ON TIME
“time, time,”
said old king tut
“is something i
ain’t got anything but.”
--archie the
cockroach
I have been reading a book about the Black Death; someone
must, or such books will cease being written and the memory of the disaster
will fade and fray, until there is only the thought of a grey or yellow death,
or perhaps a pale peach death, with stripes, suitable for summer wear. In it,
the author mentions a road in Italy where, on certain afternoons, Time can be seen thinking about
itself. The image is arresting, and seems to confirm what I have often thought
about Time. Not truly an abstraction, we have shaped it and made it a sort of
greater cousin of ours, and it shows human tendencies, including a propensity
for boredom and self-absorption.
Consider what generations of observation have taught us.
Time is often loath to move; it hangs heavy on the hands. It scorns courtesy;
along with the tide, it waits for no man. Ralph Hodgson called it an old gypsy,
which seems right enough. Gypsies know time well enough not to be over-awed by
it and its pretensions to rule. The bells in a W.H. Auden poem whirr and chime
in warning: “Oh, let not Time deceive you! You cannot conquer Time!”
It has even been known to fly, though no one says whether
it flies to or away from something. Perhaps there is a hint in the Latin:
Tempus Fugits, wherein Time doesn’t fly but flees, a fugitive (though from what
would Time flee? And does it carry us along in simple mercy, so we don’t see
the face of what comes after it?) Leigh Hunt called it a thief. John Ford, who
wore a melancholy hat, spoke of a man who shook hands with Time. Indeed, Time
was very present in great Elizabeth’s day; Walter Raleigh spoke of her as a lady who had been
surprised by Time (I doubt she shook Time’s hand, but perhaps she gave it her
hand to kiss).
Shakespeare has little patience with Time, offering in
his sonnets to defeat it by the sheer power of his language. Thus, as the Oxford Dictionary of
Quotations affirms, he calls it sluttish (Sonnet 17), thievish (Sonnet 77), and
possessed of a fell hand (Sonnet 64). It is a cormorant (Love’s Labor Lost),
injurious (Troilus and Cressida) and not only envious but prone to calumny
(Sonnet 171). It is dangerous to waste it, for it may turn and waste in return
(Richard II). Still, Shakespeare’s Time has it’s less fearsome side. It has a
wallet (Troilus and Cressida) and a whirligig (Twelfth Night). It sets clocks
(King John) and, though out of joint
(Hamlet), is like a fashionable host (Sonnet 165).
The poets who have sighted Time have given us enough
information about its possessions that we could write its will. (Surely it has
not long to live? We know that it is twice as old as Petra, that rose-red
city half as old as Time). It has horses, a winged chariot, a cave, a wheel, a river, a trumpet, rags, corridors,
whips, a fool, a eunuch, a tooth (and that a sharp one). No wonder Keats saw it
aching; the Reverend Richard Jago described Time as having a leaden foot.

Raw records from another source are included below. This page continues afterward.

//! Flat particle buffers.
//!
//! Particles are stored structure-of-arrays: one contiguous buffer per
//! attribute, all co-indexed by particle id. The store has no behavior of its
//! own; the integrator writes it and the render boundary reads it.

use bytemuck::{Pod, Zeroable};
use glam::Vec3;
use rand::Rng;

use crate::formation::Formation;

/// Interleaved per-particle record for GPU upload.
///
/// Layout is 32 bytes: `position.xyz, life, velocity.xyz, index`, which keeps
/// both vec3 fields 16-byte aligned for std430 storage buffers.
#[repr(C)]
#[derive(Clone, Copy, Debug, Default, PartialEq, Pod, Zeroable)]
pub struct ParticleVertex {
    pub position: [f32; 3],
    pub life: f32,
    pub velocity: [f32; 3],
    pub index: f32,
}

/// Per-particle state for a fixed number of particles.
#[derive(Debug, Clone)]
pub struct ParticleStore {
    position: Vec<Vec3>,
    velocity: Vec<Vec3>,
    origin: Vec<Vec3>,
    life: Vec<f32>,
    index: Vec<f32>,
}

impl ParticleStore {
    /// Allocate `count` particles with every attribute zeroed.
    pub fn new(count: usize) -> Self {
        Self {
            position: vec![Vec3::ZERO; count],
            velocity: vec![Vec3::ZERO; count],
            origin: vec![Vec3::ZERO; count],
            life: vec![0.0; count],
            index: vec![0.0; count],
        }
    }

    /// Number of particles.
    #[inline]
    pub fn len(&self) -> usize {
        self.position.len()
    }

    /// Whether the store holds no particles.
    #[inline]
    pub fn is_empty(&self) -> bool {
        self.position.is_empty()
    }

    /// Lay out `formation` and reset every particle onto it.
    ///
    /// Positions start at their origin plus up to `±jitter / 2` per axis,
    /// velocities are zeroed, and `life` / `index` are reassigned.
    pub fn rebuild<R: Rng>(&mut self, formation: &Formation, jitter: f32, rng: &mut R) {
        formation.fill(&mut self.origin);

        let n = self.len();
        let half = jitter * 0.5;
        for i in 0..n {
            let offset = if half > 0.0 {
                Vec3::new(
                    rng.gen_range(-half..half),
                    rng.gen_range(-half..half),
                    rng.gen_range(-half..half),
                )
            } else {
                Vec3::ZERO
            };
            self.position[i] = self.origin[i] + offset;
            self.velocity[i] = Vec3::ZERO;
            self.life[i] = rng.gen();
            self.index[i] = i as f32 / n as f32;
        }
    }

    /// Current positions.
    #[inline]
    pub fn positions(&self) -> &[Vec3] {
        &self.position
    }

    /// Current velocities.
    #[inline]
    pub fn velocities(&self) -> &[Vec3] {
        &self.velocity
    }

    /// Rest positions the spring force pulls toward.
    #[inline]
    pub fn origins(&self) -> &[Vec3] {
        &self.origin
    }

    /// Per-particle render variation in `[0, 1)`.
    #[inline]
    pub fn life(&self) -> &[f32] {
        &self.life
    }

    /// `i / n` for each particle.
    #[inline]
    pub fn index(&self) -> &[f32] {
        &self.index
    }

    /// Positions as a flat `x, y, z, x, y, z, ...` buffer.
    pub fn positions_flat(&self) -> &[f32] {
        bytemuck::cast_slice(&self.position)
    }

    /// Velocities as a flat `x, y, z, ...` buffer.
    pub fn velocities_flat(&self) -> &[f32] {
        bytemuck::cast_slice(&self.velocity)
    }

    /// Mutable access to the origin buffer, for morphing.
    pub(crate) fn origins_mut(&mut self) -> &mut [Vec3] {
        &mut self.origin
    }

    /// Split borrow of the buffers the integrator touches.
    pub(crate) fn dynamics_mut(&mut self) -> (&mut [Vec3], &mut [Vec3], &[Vec3]) {
        (&mut self.position, &mut self.velocity, &self.origin)
    }

    /// Set a particle's position and velocity directly.
    pub fn set_particle(&mut self, i: usize, position: Vec3, velocity: Vec3) {
        self.position[i] = position;
        self.velocity[i] = velocity;
    }

    /// Average distance between each particle and its origin.
    pub fn mean_displacement(&self) -> f32 {
        if self.is_empty() {
            return 0.0;
        }
        let total: f32 = self
            .position
            .iter()
            .zip(&self.origin)
            .map(|(p, o)| p.distance(*o))
            .sum();
        total / self.len() as f32
    }

    /// Largest distance between a particle and its origin.
    pub fn max_displacement(&self) -> f32 {
        self.position
            .iter()
            .zip(&self.origin)
            .map(|(p, o)| p.distance(*o))
            .fold(0.0, f32::max)
    }

    /// Fill `out` with interleaved vertices, reusing its allocation.
    pub fn write_vertices(&self, out: &mut Vec<ParticleVertex>) {
        out.clear();
        out.reserve(self.len());
        out.extend((0..self.len()).map(|i| ParticleVertex {
            position: self.position[i].to_array(),
            life: self.life[i],
            velocity: self.velocity[i].to_array(),
            index: self.index[i],
        }));
    }
}

#[cfg(test)]
mod tests {
    use super::*;
    use rand::rngs::SmallRng;
    use rand::SeedableRng;

    #[test]
    fn test_vertex_layout() {
        assert_eq!(std::mem::size_of::<ParticleVertex>(), 32);
        let v = ParticleVertex {
            position: [1.0, 2.0, 3.0],
            life: 0.5,
            velocity: [4.0, 5.0, 6.0],
            index: 0.25,
        };
        let floats: &[f32] = bytemuck::cast_slice(std::slice::from_ref(&v));
        assert_eq!(floats, &[1.0, 2.0, 3.0, 0.5, 4.0, 5.0, 6.0, 0.25]);
    }

    #[test]
    fn test_rebuild_resets_state() {
        let mut store = ParticleStore::new(100);
        let mut rng = SmallRng::seed_from_u64(7);
        store.set_particle(3, Vec3::splat(9.0), Vec3::ONE);

        store.rebuild(&Formation::Sphere { radius: 1.0 }, 0.05, &mut rng);

        for i in 0..store.len() {
            let offset = store.positions()[i] - store.origins()[i];
            assert!(offset.abs().max_element() <= 0.025 + 1e-6);
            assert_eq!(store.velocities()[i], Vec3::ZERO);
            assert!((0.0..1.0).contains(&store.life()[i]));
        }
        assert_eq!(store.index()[50], 0.5);
    }

    #[test]
    fn test_flat_views_are_co_indexed() {
        let mut store = ParticleStore::new(4);
        store.set_particle(2, Vec3::new(1.0, 2.0, 3.0), Vec3::new(-1.0, 0.0, 1.0));
        assert_eq!(store.positions_flat().len(), 12);
        assert_eq!(&store.positions_flat()[6..9], &[1.0, 2.0, 3.0]);
        assert_eq!(&store.velocities_flat()[6..9], &[-1.0, 0.0, 1.0]);
    }

    #[test]
    fn test_write_vertices_reuses_buffer() {
        let mut store = ParticleStore::new(10);
        let mut rng = SmallRng::seed_from_u64(1);
        store.rebuild(&Formation::default(), 0.0, &mut rng);

        let mut out = Vec::new();
        store.write_vertices(&mut out);
        store.write_vertices(&mut out);
        assert_eq!(out.len(), 10);
        assert_eq!(out[4].position, store.positions()[4].to_array());
        assert_eq!(out[4].index, 0.4);
    }
}
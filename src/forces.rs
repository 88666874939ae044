//! Per-particle force terms.
//!
//! Net force is a plain sum of independent terms, each tunable on its own:
//!
//! | Term | Active when |
//! |------|-------------|
//! | [`spring`] | always |
//! | spring damping | `spring_damping` is set |
//! | [`turbulence`] | `turbulence` is set |
//! | [`explosion_force`] | hand present and an explosion is decaying |
//! | [`gesture_force`] | hand present, selected by gesture |
//! | [`fingertip_force`] | hand present, OPEN/POINT/PINCH, five fingertips |
//!
//! Every hand-relative term divides by `dist = |hand - p| + HAND_EPSILON` or by
//! a kernel with a positive bias, so a hand sitting exactly on a particle
//! still produces a finite force.

use glam::Vec3;

use crate::config::{CappedKernel, ForceConfig};
use crate::hand::{Gesture, HandState};

/// Added to hand distances to keep divisions finite.
pub const HAND_EPSILON: f32 = 0.001;

/// Softening added to squared fingertip distances.
const FINGERTIP_SOFTENING: f32 = 0.05;

/// Z attenuation of fingertip pulls.
const FINGERTIP_Z_SCALE: f32 = 0.3;

/// Slow clock multiplier for the turbulence field.
const TURBULENCE_RATE: f32 = 0.00035;

/// Z amplitude of the swipe scatter, relative to its strength.
const SCATTER_Z_SCALE: f32 = 0.35;

/// Snapshot of the particle being evaluated.
#[derive(Clone, Copy, Debug, PartialEq)]
pub struct ParticleSample {
    /// Particle id, used for per-particle phase offsets.
    pub index: usize,
    pub position: Vec3,
    pub velocity: Vec3,
    pub origin: Vec3,
}

/// Hooke pull toward the rest position.
#[inline]
pub fn spring(position: Vec3, origin: Vec3, forces: &ForceConfig) -> Vec3 {
    (origin - position) * forces.spring
}

/// Smooth pseudo-noise field. Depends only on position and time.
#[inline]
pub fn turbulence(position: Vec3, time: f32, strength: f32) -> Vec3 {
    let t = time * TURBULENCE_RATE;
    let Vec3 { x, y, z } = position;
    Vec3::new(
        (x * 1.7 + t * 1.1).sin() * (y * 1.3 + t).cos(),
        (y * 1.5 + t * 0.9).cos() * (z * 1.2 + t * 1.3).sin(),
        (z * 1.6 + t * 1.2).sin() * (x * 1.4 + t * 0.8).cos(),
    ) * strength
}

/// Forces that act with or without a hand: spring, spring damping, turbulence.
#[inline]
pub fn rest_force(particle: &ParticleSample, time: f32, forces: &ForceConfig) -> Vec3 {
    let mut f = spring(particle.position, particle.origin, forces);

    if let Some(factor) = forces.spring_damping {
        f -= particle.velocity * (1.0 - factor);
    }
    if let Some(strength) = forces.turbulence {
        f += turbulence(particle.position, time, strength);
    }

    f
}

/// Radial push away from the hand while an explosion decays.
///
/// Falls off linearly to zero at `explosion.falloff_radius`.
pub fn explosion_force(particle: &ParticleSample, hand: &HandState, forces: &ForceConfig) -> Vec3 {
    let magnitude = hand.explosion_force();
    if magnitude <= 0.0 {
        return Vec3::ZERO;
    }

    let explosion = &forces.explosion;
    let away = particle.position - hand.position();
    let dist = away.length() + HAND_EPSILON;
    let falloff = (1.0 - dist / explosion.falloff_radius).max(0.0);
    let push = away / dist * magnitude * falloff;
    Vec3::new(push.x, push.y, push.z * explosion.z_scale)
}

/// `d * kernel(|d|²)` with the kernel's Z attenuation.
#[inline]
fn capped_pull(d: Vec3, d2: f32, kernel: &CappedKernel) -> Vec3 {
    let k = kernel.eval(d2);
    Vec3::new(d.x * k, d.y * k, d.z * k * kernel.z_scale)
}

/// Gesture-specific kernel.
///
/// OPEN, POINT, PINCH and FIST take precedence over a running swipe; any
/// other gesture yields to the swipe scatter until its countdown ends.
pub fn gesture_force(
    particle: &ParticleSample,
    hand: &HandState,
    time: f32,
    forces: &ForceConfig,
) -> Vec3 {
    let p = particle.position;
    let d = hand.position() - p;
    let d2 = d.length_squared();
    let dist = d2.sqrt() + HAND_EPSILON;

    match hand.gesture() {
        Gesture::Open | Gesture::Point => {
            capped_pull(d, d2, &forces.attract)
                + Vec3::new(d.x, d.y, 0.0) * forces.attract_viscosity
        }

        Gesture::Pinch => {
            let release = spring(p, particle.origin, forces) * forces.pinch_spring_release;
            capped_pull(d, d2, &forces.pinch) - Vec3::new(release.x, release.y, 0.0)
        }

        Gesture::Fist => {
            let pull = (forces.compress_hand_pull / dist).min(forces.compress_hand_cap);
            -p * forces.compress + Vec3::new(d.x * pull, d.y * pull, 0.0)
        }

        gesture if gesture == Gesture::Swipe || hand.swipe_active() => {
            let phase = (particle.index & 7) as f32 * 0.8;
            let strength = forces.scatter * hand.swipe_strength();
            let v = hand.swipe_velocity();
            Vec3::new(
                v.x * strength * (0.6 + 0.4 * phase.sin()),
                v.y * strength * (0.6 + 0.4 * phase.cos()),
                SCATTER_Z_SCALE * (phase * 1.7).sin() * strength,
            )
        }

        Gesture::Peace => {
            let wave = Vec3::new(
                (p.y * 2.8 + time * 0.0018).cos(),
                (p.x * 2.8 + time * 0.0022).sin(),
                (p.z * 2.5 + time * 0.002).sin() * 0.5,
            ) * forces.wave;
            wave + Vec3::new(d.x, d.y, 0.0) * (forces.wave_hand_pull / dist)
        }

        Gesture::Repel => -capped_pull(d, d2, &forces.repel),

        Gesture::None | Gesture::Swipe => Vec3::ZERO,
    }
}

/// Local pulls toward each fingertip within `fingertip_radius`.
pub fn fingertip_force(particle: &ParticleSample, hand: &HandState, forces: &ForceConfig) -> Vec3 {
    if !hand.gesture().uses_fingertips() {
        return Vec3::ZERO;
    }
    let Some(tips) = hand.fingertips() else {
        return Vec3::ZERO;
    };

    let radius2 = forces.fingertip_radius * forces.fingertip_radius;
    let mut f = Vec3::ZERO;
    for tip in tips {
        let d = *tip - particle.position;
        let d2 = d.length_squared();
        if d2 < radius2 {
            let k = forces.fingertip_strength / (d2 + FINGERTIP_SOFTENING);
            f += Vec3::new(d.x * k, d.y * k, d.z * k * FINGERTIP_Z_SCALE);
        }
    }
    f
}

/// Every hand-dependent term. Zero when no hand is present.
pub fn hand_force(
    particle: &ParticleSample,
    hand: &HandState,
    time: f32,
    forces: &ForceConfig,
) -> Vec3 {
    if !hand.present() {
        return Vec3::ZERO;
    }

    explosion_force(particle, hand, forces)
        + gesture_force(particle, hand, time, forces)
        + fingertip_force(particle, hand, forces)
}

/// Total force on one particle for this tick.
#[inline]
pub fn net_force(
    particle: &ParticleSample,
    hand: &HandState,
    time: f32,
    forces: &ForceConfig,
) -> Vec3 {
    rest_force(particle, time, forces) + hand_force(particle, hand, time, forces)
}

Among the Victorians, Tennyson knew Time for a maniac
scattering dust, but Disraeli thought him a good physician, and Gladstone said “Time is on
our side.” The important question is, is it the maniac or the physician we have
with us?
Time is golden, bald and has a noiseless foot. He is a
kind friend, a liar, and (oddly) a sandpile. He is a peddler, deals in dust. He
will come and take my love. Though he is
said to be money, Shakespeare said he is broke, and he is sometimes threadbare.
Bartlett’s index assures us that there is Time to be a saint, to be born, to be
happy, to be old, to begin anew, to dance, to die, to hear bird music, to
laugh, to mourn, to remember, to weep. There is time to serve and sin, to stand
and to stare, to stop a revolution, to wallop and to stigmatize.
Time must have an end.
Very clever.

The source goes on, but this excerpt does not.